=== Assigned task ===
Below are entries; copy exactly the lines from the one with "const RETRY_ZSET_KEY: &str" through the one with "full-precision row predicate", both included, and leave out the rest.

=== Records for the exercise ===
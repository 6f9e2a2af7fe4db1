//! Async Job Queue
//!
//! Durable queue plus bounded worker pool for latency-tolerant delegation.
//!
//! Architecture:
//! - New jobs are written to `delegation_jobs` and their ids pushed onto
//!   `QUEUE_KEY` (Redis list, BRPOP).
//! - Failed attempts are scheduled into `RETRY_ZSET_KEY` (sorted set,
//!   score = millisecond Unix timestamp when due).
//! - Each worker loop polls both: immediate queue and due retries. The pool
//!   is fixed-size, so delivery concurrency is bounded by `worker_count`.
//! - On restart, `recover` re-enqueues every Pending/Active row so jobs
//!   survive lost Redis state.

use std::sync::Arc;
use std::time::Duration;

use fred::interfaces::{ListInterface, LuaInterface, SortedSetsInterface};
use fred::prelude::*;
use sqlx::PgPool;
use tokio::sync::broadcast;
use tracing::{error, info, warn};
use uuid::Uuid;

use super::backoff::{backoff, DEFAULT_JITTER_RATIO};
use super::transport::{DelegationRequest, Transport};
use super::types::{DelegationError, DelegationTarget, Job, JobStatus, QueueError, TargetKey};
use super::queries;
use crate::notify::{Alert, AlertKind, AlertSeverity, DelegationEvent, EventBroadcaster, Notifier};
use crate::observability::recorder::MetricsRecorder;

/// Redis key for the immediate job queue.
const QUEUE_KEY: &str = "delegation:jobs:queue";

/// Redis key for the delayed retry sorted set (score = millisecond Unix
/// timestamp when due).
const RETRY_ZSET_KEY: &str = "delegation:jobs:retry";

/// Lua script that atomically removes and returns due job ids from the retry
/// sorted set. Prevents concurrent workers from double-promoting a job.
const PROMOTE_RETRIES_LUA: &str = r"
local items = redis.call('ZRANGEBYSCORE', KEYS[1], '-inf', ARGV[1], 'LIMIT', 0, 50)
if #items > 0 then
    redis.call('ZREM', KEYS[1], unpack(items))
end
return items
";

/// Sorted-set score for a scheduled retry: milliseconds since the epoch.
///
/// Whole-second scores would let promotion run up to a second before
/// `next_run_at`, and the claim against the full-precision row predicate
/// would then miss while the queue entry is already consumed.
fn retry_score(due_at: chrono::DateTime<chrono::Utc>) -> f64 {
    due_at.timestamp_millis() as f64
}

/// Durable async job queue.
pub struct AsyncJobQueue {
    db: PgPool,
    redis: Client,
}

impl AsyncJobQueue {
    #[must_use]
    pub const fn new(db: PgPool, redis: Client) -> Self {
        Self { db, redis }
    }

    /// Enqueue a payload for async delegation. The job row is the durable
    /// record; the Redis push only makes it visible to workers.
    pub async fn enqueue(
        &self,
        target: &DelegationTarget,
        payload: serde_json::Value,
    ) -> Result<Uuid, QueueError> {
        let request_id = Uuid::new_v4();
        let job = queries::insert_job(&self.db, target.key(), &payload, request_id).await?;
        self.push_now(job.id).await?;
        info!(job_id = %job.id, target_key = %target.key(), "Job enqueued");
        Ok(job.id)
    }

    /// Make a job visible to workers immediately.
    pub async fn push_now(&self, job_id: Uuid) -> Result<(), QueueError> {
        self.redis
            .lpush::<(), _, _>(QUEUE_KEY, job_id.to_string())
            .await?;
        Ok(())
    }

    /// Schedule a job to become visible at a future time.
    async fn schedule_retry(
        &self,
        job_id: Uuid,
        due_at: chrono::DateTime<chrono::Utc>,
    ) -> Result<(), QueueError> {
        self.redis
            .zadd::<(), _, _>(
                RETRY_ZSET_KEY,
                None,
                None,
                false,
                false,
                (retry_score(due_at), job_id.to_string()),
            )
            .await?;
        Ok(())
    }

    /// Move due retries from the sorted set into the immediate queue
    /// (atomic via Lua).
    async fn promote_due_retries(&self) {
        let now = chrono::Utc::now().timestamp_millis() as f64;

        let items: Vec<String> = match self
            .redis
            .eval(
                PROMOTE_RETRIES_LUA,
                vec![RETRY_ZSET_KEY],
                vec![now.to_string()],
            )
            .await
        {
            Ok(items) => items,
            Err(e) => {
                error!("Failed to promote due retries (Lua): {}", e);
                return;
            }
        };

        for job_id in &items {
            if let Err(e) = self
                .redis
                .lpush::<(), _, _>(QUEUE_KEY, job_id.as_str())
                .await
            {
                error!(job_id, "Failed to re-enqueue promoted retry: {}", e);
            }
        }
    }

    /// Restore queue visibility for every job that survived a restart.
    ///
    /// Returns how many jobs were put back. Jobs due in the future go to
    /// the retry set; everything else is immediately visible.
    pub async fn recover(&self) -> Result<usize, QueueError> {
        let jobs = queries::recover_jobs(&self.db).await?;
        let now = chrono::Utc::now();
        let count = jobs.len();

        for (job_id, next_run_at) in jobs {
            if next_run_at <= now {
                self.push_now(job_id).await?;
            } else {
                self.schedule_retry(job_id, next_run_at).await?;
            }
        }

        if count > 0 {
            info!(recovered = count, "Re-enqueued jobs after restart");
        }
        Ok(count)
    }
}

/// Shared dependencies of the worker pool.
pub struct WorkerContext<T: Transport> {
    pub queue: Arc<AsyncJobQueue>,
    pub transport: T,
    pub metrics: MetricsRecorder,
    pub notifier: Arc<dyn Notifier>,
    pub broadcaster: Arc<dyn EventBroadcaster>,
    /// Deadline for one async delivery attempt; more generous than the
    /// target's synchronous timeout.
    pub attempt_deadline: Duration,
}

/// Spawn the fixed-size delivery worker pool.
pub fn spawn_workers<T: Transport + Clone>(
    count: usize,
    ctx: Arc<WorkerContext<T>>,
    shutdown: &broadcast::Sender<()>,
) -> Vec<tokio::task::JoinHandle<()>> {
    info!(workers = count, "Starting delivery worker pool");
    (0..count)
        .map(|worker_id| {
            let ctx = Arc::clone(&ctx);
            let shutdown = shutdown.subscribe();
            tokio::spawn(worker_loop(worker_id, ctx, shutdown))
        })
        .collect()
}

async fn worker_loop<T: Transport + Clone>(
    worker_id: usize,
    ctx: Arc<WorkerContext<T>>,
    mut shutdown: broadcast::Receiver<()>,
) {
    // Track consecutive Redis errors for exponential backoff on outages
    let mut consecutive_errors: u32 = 0;

    loop {
        // Promote any due retries into the immediate queue
        ctx.queue.promote_due_retries().await;

        // BRPOP with 2-second timeout (short so we check retries frequently)
        let popped = tokio::select! {
            result = ctx.queue.redis.brpop::<Option<(String, String)>, _>(QUEUE_KEY, 2.0) => result,
            _ = shutdown.recv() => {
                info!(worker_id, "Delivery worker received shutdown signal, exiting");
                break;
            }
        };

        let raw_id = match popped {
            Ok(Some((_key, value))) => {
                consecutive_errors = 0;
                value
            }
            Ok(None) => {
                consecutive_errors = 0;
                continue; // Timeout, no jobs
            }
            Err(e) => {
                consecutive_errors += 1;
                let backoff_secs = 1u64 << consecutive_errors.min(6); // 2, 4, 8, ... 64
                if backoff_secs > 30 {
                    error!(
                        worker_id,
                        consecutive_errors,
                        backoff_secs,
                        "Persistent Redis failure in delivery worker, backing off: {}",
                        e
                    );
                } else {
                    error!(worker_id, "Failed to BRPOP from job queue: {}", e);
                }
                tokio::time::sleep(Duration::from_secs(backoff_secs)).await;
                continue;
            }
        };

        let Ok(job_id) = Uuid::parse_str(&raw_id) else {
            error!(worker_id, raw_id, "Unparseable job id on queue, discarding");
            continue;
        };

        process_job(&ctx, job_id).await;
    }
}

/// Run one delivery attempt for a claimed job.
async fn process_job<T: Transport + Clone>(ctx: &WorkerContext<T>, job_id: Uuid) {
    // Claim the job; a miss means it was completed, dead-lettered, or the
    // queue entry arrived ahead of next_run_at
    let job = match queries::claim_job(&ctx.queue.db, job_id).await {
        Ok(Some(job)) => job,
        Ok(None) => {
            // The pop consumed the only queue entry; a row that is still
            // pending must go back into the retry set or it stays invisible
            // until the next restart's recovery
            restore_unclaimed(ctx, job_id).await;
            return;
        }
        Err(e) => {
            error!(job_id = %job_id, "Failed to claim job: {}", e);
            let due = chrono::Utc::now() + chrono::Duration::seconds(2);
            if let Err(e) = ctx.queue.schedule_retry(job_id, due).await {
                error!(job_id = %job_id, "Failed to reschedule unclaimed job: {}", e);
            }
            return;
        }
    };

    let key = TargetKey::new(job.application_id, job.capability);
    let target = match queries::get_target(&ctx.queue.db, job.application_id, job.capability).await
    {
        Ok(Some(target)) => target,
        Ok(None) => {
            warn!(job_id = %job.id, target_key = %key, "Target deregistered before delivery, dead-lettering");
            finalize_exhausted(ctx, &job, job.attempts_made, "target deregistered").await;
            return;
        }
        Err(e) => {
            // Transient DB error: put the attempt back without burning it
            error!(job_id = %job.id, "Failed to load target: {}", e);
            requeue_unburned(ctx, &job).await;
            return;
        }
    };

    let attempt = (job.attempts_made + 1).max(1) as u32;
    let max_attempts = target.max_attempts.max(1) as u32;
    let request = DelegationRequest {
        request_id: job.request_id,
        payload: job.payload.clone(),
        attempt: Some((attempt, max_attempts)),
    };

    // Async deliveries get a generous deadline, never below the target's own
    let deadline = ctx.attempt_deadline.max(target.timeout());
    let start = tokio::time::Instant::now();
    let result = match tokio::time::timeout(deadline, ctx.transport.invoke(&target, &request)).await
    {
        Ok(result) => result,
        Err(_) => Err(DelegationError::Timeout(deadline.as_millis() as u64)),
    };
    let duration = start.elapsed();
    ctx.metrics
        .record(key, duration, result.is_ok(), matches!(result, Err(DelegationError::Timeout(_))));

    match result {
        Ok(data) => {
            if let Err(e) = queries::complete_job(&ctx.queue.db, job.id).await {
                error!(job_id = %job.id, "Failed to remove completed job: {}", e);
            }
            ctx.broadcaster.delegation_completed(DelegationEvent {
                target: key,
                request_id: job.request_id,
                job_id: Some(job.id),
                data,
            });
        }
        Err(err) => {
            warn!(
                job_id = %job.id,
                target_key = %key,
                attempt,
                error = %err,
                "Async delivery attempt failed"
            );
            handle_failed_attempt(ctx, &job, &target, attempt, &err).await;
        }
    }
}

/// Schedule the next attempt, or dead-letter when retries are exhausted.
async fn handle_failed_attempt<T: Transport + Clone>(
    ctx: &WorkerContext<T>,
    job: &Job,
    target: &DelegationTarget,
    attempt: u32,
    err: &DelegationError,
) {
    let max_attempts = target.max_attempts.max(1) as u32;
    if attempt < max_attempts {
        let delay = backoff(
            attempt,
            target.backoff_base_ms.max(0) as u64,
            target.backoff_cap_ms.max(0) as u64,
            DEFAULT_JITTER_RATIO,
        );
        let next_run_at = chrono::Utc::now() + chrono::Duration::from_std(delay).unwrap_or_default();

        if let Err(e) =
            queries::schedule_job_retry(&ctx.queue.db, job.id, attempt as i32, next_run_at).await
        {
            error!(job_id = %job.id, "Failed to record retry schedule: {}", e);
            return;
        }
        if let Err(e) = ctx.queue.schedule_retry(job.id, next_run_at).await {
            // Dead-letter fallback when retry scheduling fails outright
            error!(job_id = %job.id, "Failed to schedule retry, dead-lettering: {}", e);
            finalize_exhausted(
                ctx,
                job,
                attempt as i32,
                &format!("{err} (retry scheduling failed: {e})"),
            )
            .await;
        }
    } else {
        warn!(
            job_id = %job.id,
            request_id = %job.request_id,
            "Job exhausted all retries, dead-lettering"
        );
        finalize_exhausted(ctx, job, attempt as i32, &err.to_string()).await;
    }
}

/// Move a job to the dead-letter store and raise the alert.
async fn finalize_exhausted<T: Transport + Clone>(
    ctx: &WorkerContext<T>,
    job: &Job,
    attempts_made: i32,
    final_error: &str,
) {
    let key = TargetKey::new(job.application_id, job.capability);
    match queries::dead_letter_job(&ctx.queue.db, job, attempts_made, final_error).await {
        Ok(_) => {
            ctx.notifier.notify(Alert {
                severity: AlertSeverity::Warning,
                kind: AlertKind::RetriesExhausted,
                target: Some(key),
                message: format!(
                    "Job {} dead-lettered after {attempts_made} attempts: {final_error}",
                    job.id
                ),
            });
        }
        Err(e) => error!(job_id = %job.id, "Failed to insert dead letter: {}", e),
    }
}

/// Put a popped-but-unclaimable job back into the retry set if its row is
/// still pending.
async fn restore_unclaimed<T: Transport + Clone>(ctx: &WorkerContext<T>, job_id: Uuid) {
    match queries::get_job(&ctx.queue.db, job_id).await {
        Ok(Some(job)) if job.status == JobStatus::Pending => {
            if let Err(e) = ctx.queue.schedule_retry(job.id, job.next_run_at).await {
                error!(job_id = %job.id, "Failed to restore pending job to the retry set: {}", e);
            }
        }
        Ok(_) => {}
        Err(e) => error!(job_id = %job_id, "Failed to check unclaimed job: {}", e),
    }
}

/// Put a claimed job back on the queue without consuming an attempt.
async fn requeue_unburned<T: Transport + Clone>(ctx: &WorkerContext<T>, job: &Job) {
    if let Err(e) = queries::schedule_job_retry(
        &ctx.queue.db,
        job.id,
        job.attempts_made,
        chrono::Utc::now(),
    )
    .await
    {
        error!(job_id = %job.id, "Failed to release claimed job: {}", e);
        return;
    }
    if let Err(e) = ctx.queue.push_now(job.id).await {
        error!(job_id = %job.id, "Failed to re-enqueue released job: {}", e);
    }
}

=== Your solution ===
const RETRY_ZSET_KEY: &str = "delegation:jobs:retry";

/// Lua script that atomically removes and returns due job ids from the retry
/// sorted set. Prevents concurrent workers from double-promoting a job.
const PROMOTE_RETRIES_LUA: &str = r"
local items = redis.call('ZRANGEBYSCORE', KEYS[1], '-inf', ARGV[1], 'LIMIT', 0, 50)
if #items > 0 then
    redis.call('ZREM', KEYS[1], unpack(items))
end
return items
";

/// Sorted-set score for a scheduled retry: milliseconds since the epoch.
///
/// Whole-second scores would let promotion run up to a second before
/// `next_run_at`, and the claim against the full-precision row predicate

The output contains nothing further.